Paloich (pron. Faluj), nella regione dell’Alto Nilo, è sinonimo dei pozzi di petrolio in Sud Sudan. Al momento dell’indipendenza nel 2011, più del 90% del prodotto interno lordo dipendeva dal greggio che veniva estratto e interamente esportato.

Durante la guerra civile 2013-18, i pozzi di Paloich sono rimasti i soli attivi. Benché altre entrate contribuiscano ora al bilancio del paese, il petrolio rimane di gran lunga la risorsa più importante.

La prima volta che sono stata a Paloich, nel 2018, mi ha colpito quanto un gruppetto della comunità cristiana che aveva accolto me e il parroco ci ha subito detto: «Questo non è un buon posto. Qui la gente muore di strane malattie». Le malattie sono legate all’alto tasso di inquinamento dell’ambiente.

La maggior parte degli abitanti della zona lavora per la compagnia petrolifera che estrae il greggio e lo incanala nell’oledodotto che va verso il Sudan e il porto sul Mar Rosso. “La compagnia” è una specie di mantra che si sente ripetere costantemente. I turni di lavoro scandiscono la vita quotidiana di singoli e famiglie; anche la domenica, perché i macchinari non possono essere fermati.
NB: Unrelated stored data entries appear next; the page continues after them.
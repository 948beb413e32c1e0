// src/models/cart.rs

use rust_decimal::Decimal;
use serde::Serialize;

use crate::models::product::Product;

/// One cart entry: a by-value snapshot of the product as it looked when the
/// line was created, plus a positive quantity. Later admin edits to the
/// catalog do not reach into existing lines.
#[derive(Debug, Clone, Serialize)]
#[serde(rename_all = "camelCase")]
pub struct CartLine {
  pub product: Product,
  pub quantity: u32,
}

impl CartLine {
  pub fn subtotal(&self) -> Decimal {
    self.product.price * Decimal::from(self.quantity)
  }
}

/// Sum of per-line subtotals. Derived on demand, never stored.
pub fn cart_total(lines: &[CartLine]) -> Decimal {
  lines.iter().map(CartLine::subtotal).sum()
}

/// Sum of line quantities.
pub fn cart_count(lines: &[CartLine]) -> u64 {
  lines.iter().map(|l| u64::from(l.quantity)).sum()
}
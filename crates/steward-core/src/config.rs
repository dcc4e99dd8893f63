//! Control-loop configuration.
//!
//! A `ControlConfig` is an immutable value for the duration of a cycle:
//! the controller reads it at cycle start and passes it down explicitly.
//! Updates take effect only between cycles.

use serde::{Deserialize, Serialize};

/// Safety invariants the gate enforces before any execution.
#[derive(Debug, Clone, Copy, Serialize, Deserialize, PartialEq)]
pub struct SafetyThresholds {
    /// Maximum projected CPU/memory increase a proposal may carry (percent).
    #[serde(default = "default_max_resource_increase")]
    pub max_resource_increase_percent: f64,
    /// Minimum projected availability after a proposal (percent).
    #[serde(default = "default_min_availability")]
    pub min_availability_percent: f64,
    /// Maximum projected latency increase a proposal may carry (ms).
    #[serde(default = "default_max_latency_increase")]
    pub max_latency_increase_ms: f64,
}

impl Default for SafetyThresholds {
    fn default() -> Self {
        Self {
            max_resource_increase_percent: default_max_resource_increase(),
            min_availability_percent: default_min_availability(),
            max_latency_increase_ms: default_max_latency_increase(),
        }
    }
}

fn default_max_resource_increase() -> f64 {
    20.0
}

fn default_min_availability() -> f64 {
    95.0
}

fn default_max_latency_increase() -> f64 {
    100.0
}

/// Tunables for the whole control loop.
#[derive(Debug, Clone, Serialize, Deserialize, PartialEq)]
pub struct ControlConfig {
    /// Interval between automatic cycles, in seconds.
    #[serde(default = "default_cycle_interval")]
    pub cycle_interval_secs: u64,
    /// How long to wait after a change before verifying, in milliseconds.
    #[serde(default = "default_stabilization_delay")]
    pub stabilization_delay_ms: u64,
    /// Proposals below this confidence are discarded. The single lever
    /// for loop aggressiveness.
    #[serde(default = "default_confidence_threshold")]
    pub confidence_threshold: f64,
    /// Maximum decisions retained in the ledger (FIFO eviction).
    #[serde(default = "default_ledger_capacity")]
    pub ledger_capacity: usize,
    /// Maximum pre-change snapshots retained (FIFO eviction).
    #[serde(default = "default_snapshot_capacity")]
    pub snapshot_capacity: usize,
    /// How many recent decisions the analyzer sees as history.
    #[serde(default = "default_history_window")]
    pub history_window: usize,
    #[serde(default)]
    pub thresholds: SafetyThresholds,
}

impl Default for ControlConfig {
    fn default() -> Self {
        Self {
            cycle_interval_secs: default_cycle_interval(),
            stabilization_delay_ms: default_stabilization_delay(),
            confidence_threshold: default_confidence_threshold(),
            ledger_capacity: default_ledger_capacity(),
            snapshot_capacity: default_snapshot_capacity(),
            history_window: default_history_window(),
            thresholds: SafetyThresholds::default(),
        }
    }
}

impl ControlConfig {
    /// Parse a TOML config document, filling absent keys with defaults.
    pub fn from_toml(doc: &str) -> Result<Self, toml::de::Error> {
        toml::from_str(doc)
    }
}

fn default_cycle_interval() -> u64 {
    180
}

fn default_stabilization_delay() -> u64 {
    5_000
}

fn default_confidence_threshold() -> f64 {
    0.7
}

fn default_ledger_capacity() -> usize {
    1_000
}

fn default_snapshot_capacity() -> usize {
    64
}

fn default_history_window() -> usize {
    10
}
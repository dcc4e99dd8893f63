//! Opportunity detection — independent rules over a workload profile.

use tracing::debug;

use steward_core::{Opportunity, OpportunityKind, Severity, WorkloadProfile};

/// CPU utilization below which the cluster is over-provisioned.
const CPU_OVER_PROVISION_PERCENT: f64 = 30.0;
/// Share of the scaling ceiling in use that signals surge exhaustion.
const HEADROOM_SURGE_PERCENT: f64 = 85.0;
/// Affinity inefficiency score above which rebalancing pays off.
const AFFINITY_THRESHOLD: f64 = 20.0;
/// Memory utilization above which contention is imminent.
const MEMORY_CONTENTION_PERCENT: f64 = 75.0;
/// Cascade-risk score above which preventive action is warranted.
const CASCADE_RISK_THRESHOLD: f64 = 60.0;

/// Apply all detection rules to a profile.
///
/// Rules are independent and may all fire for the same profile. The
/// result is sorted ascending by priority (1 = most urgent); rule
/// evaluation order breaks ties. An empty result is a normal idle cycle.
pub fn detect(profile: &WorkloadProfile) -> Vec<Opportunity> {
    let mut opportunities = Vec::new();

    if profile.avg_cpu < CPU_OVER_PROVISION_PERCENT {
        let target = scale_down_target(profile.current_replicas);
        opportunities.push(Opportunity {
            kind: OpportunityKind::OverProvisionCpu,
            severity: Severity::High,
            description: format!(
                "average CPU {:.1}% is below the {CPU_OVER_PROVISION_PERCENT:.0}% floor",
                profile.avg_cpu
            ),
            recommendation: format!(
                "scale down from {} to {target} replicas",
                profile.current_replicas
            ),
            estimated_impact: format!(
                "frees ~{:.0}% of allocated CPU",
                (1.0 - target as f64 / profile.current_replicas.max(1) as f64) * 100.0
            ),
            priority: 2,
            cascade_preventing: false,
        });
    }

    if profile.scaling_headroom_percent > HEADROOM_SURGE_PERCENT {
        opportunities.push(Opportunity {
            kind: OpportunityKind::InsufficientScaling,
            severity: Severity::Critical,
            description: format!(
                "{:.0}% of the scaling ceiling is in use; traffic surges cannot be absorbed",
                profile.scaling_headroom_percent
            ),
            recommendation: "raise the scaling ceiling or add capacity".to_string(),
            estimated_impact: "prevents saturation under the next surge".to_string(),
            priority: 1,
            cascade_preventing: false,
        });
    }

    if profile.affinity_inefficiency > AFFINITY_THRESHOLD {
        opportunities.push(Opportunity {
            kind: OpportunityKind::NodeAffinity,
            severity: Severity::Medium,
            description: format!(
                "affinity inefficiency {:.0}: replicas are spread across nodes",
                profile.affinity_inefficiency
            ),
            recommendation: "rebalance replicas onto shared nodes".to_string(),
            estimated_impact: "reduces cross-node traffic".to_string(),
            priority: 3,
            cascade_preventing: false,
        });
    }

    if profile.avg_memory > MEMORY_CONTENTION_PERCENT {
        opportunities.push(Opportunity {
            kind: OpportunityKind::MemoryContention,
            severity: Severity::High,
            description: format!(
                "average memory {:.1}% exceeds the {MEMORY_CONTENTION_PERCENT:.0}% ceiling",
                profile.avg_memory
            ),
            recommendation: "add replicas to spread memory pressure".to_string(),
            estimated_impact: "prevents OOM-driven cascade".to_string(),
            priority: 2,
            cascade_preventing: true,
        });
    }

    if profile.cascade_risk > CASCADE_RISK_THRESHOLD {
        opportunities.push(Opportunity {
            kind: OpportunityKind::CascadePrevention,
            severity: Severity::Critical,
            description: format!(
                "cascade risk {:.0} exceeds the {CASCADE_RISK_THRESHOLD:.0} threshold",
                profile.cascade_risk
            ),
            recommendation: "rate-limit upstream traffic before the failure spreads"
                .to_string(),
            estimated_impact: "contains a likely cascading failure".to_string(),
            priority: 1,
            cascade_preventing: true,
        });
    }

    // Stable sort: insertion (rule) order is the tie-break.
    opportunities.sort_by_key(|o| o.priority);

    debug!(count = opportunities.len(), "opportunity detection done");
    opportunities
}

/// Scale-down target: two thirds of the current replicas, rounded up.
pub fn scale_down_target(current: u32) -> u32 {
    ((current as f64) * 0.67).ceil().max(1.0) as u32
}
È da più di 15 anni che si estrae petrolio intorno a Paloich: significa milioni di dollari nelle casse del governo del Sudan prima dell’indipendenza e in quelle del governo del Sud Sudan dal 2011. Quando si arriva al mercato di Paloich è forte il disappunto nel vedere solo case costruite con materiali di fortuna e coperte di lamiere, nessun edificio in muratura.

Lo stesso tipo di strutture fiancheggia la via principale e quelle adiacenti. Alcune abitazioni sono capanne in paglia e fango. La strada è sterrata, con un tratto asfaltato su un lato del percorso che unisce Paloich a Melut, il porto sul Nilo.

Entrambe le volte che sono stata qui per alcune attività alla cappella della comunità cattolica, sono stata ospitata da una famiglia proveniente da altre aree del Sud Sudan, che ha trovato impiego nella compagnia petrolifera.

Oltre alla gente del posto i lavoratori provengono un po’ da tutto il paese. I quadri direttivi e amministrativi sono cinesi e malesi, e la compagnia è controllata dal governo. I sudsudanesi ricercano questo impiego per avere un salario assicurato, che, tolto quello di cui hanno strettamente bisogno per vivere, inviano ai loro familiari per le spese ordinarie e straordinarie.

A inizio dicembre, ha scioperato il personale delle cucine della compagnia. Chiedono un aumento di salario, che non raggiunge l’equivalente di 20 euro al mese (!). Gli operai alle stazioni di pompaggio arrivavano a circa 50 euro. La casa della famiglia che mi ha ospitato è stata costruita con pali, lamiere e pezzi vari che sembravano vecchie parti dei macchinari per pompare il petrolio.

L’intera situazione di Paloich, produttore di grandissima ricchezza per pochi e pagato con la vita stentata di molti operai, mi ha fatto pensare che siamo di fronte a una sorta di proletariato del petrolio. La loro condizione, di cui ho descritto solo alcuni particolari, richiama quanto nel 1891 la prima enciclica sociale della Chiesa cattolica, la Rerum novarum di Leone XIII, già denunciava: le molteplici ingiustizie legate allo sfruttamento della forza lavoro.


Il petrolio

L’esportazione di petrolio, arrivata a 250mila barili al giorno prima della guerra civile, si attesta ora sui 175mila e costituisce il grosso delle entrate statali del Sud Sudan. Al prezzo corrente, si tratta di 5,5 milioni di dollari al giorno, tra i 165 e i 170 milioni al mese.

I partner asiatici per lo sfruttamento della risorsa petrolio sono le compagnie Cnpc (cinese) e Petronas (malese). Va anche tenuto conto che per il trasporto del greggio sono utilizzate infrastrutture sudanesi e che quindi una parte dei guadagni vanno al Sudan.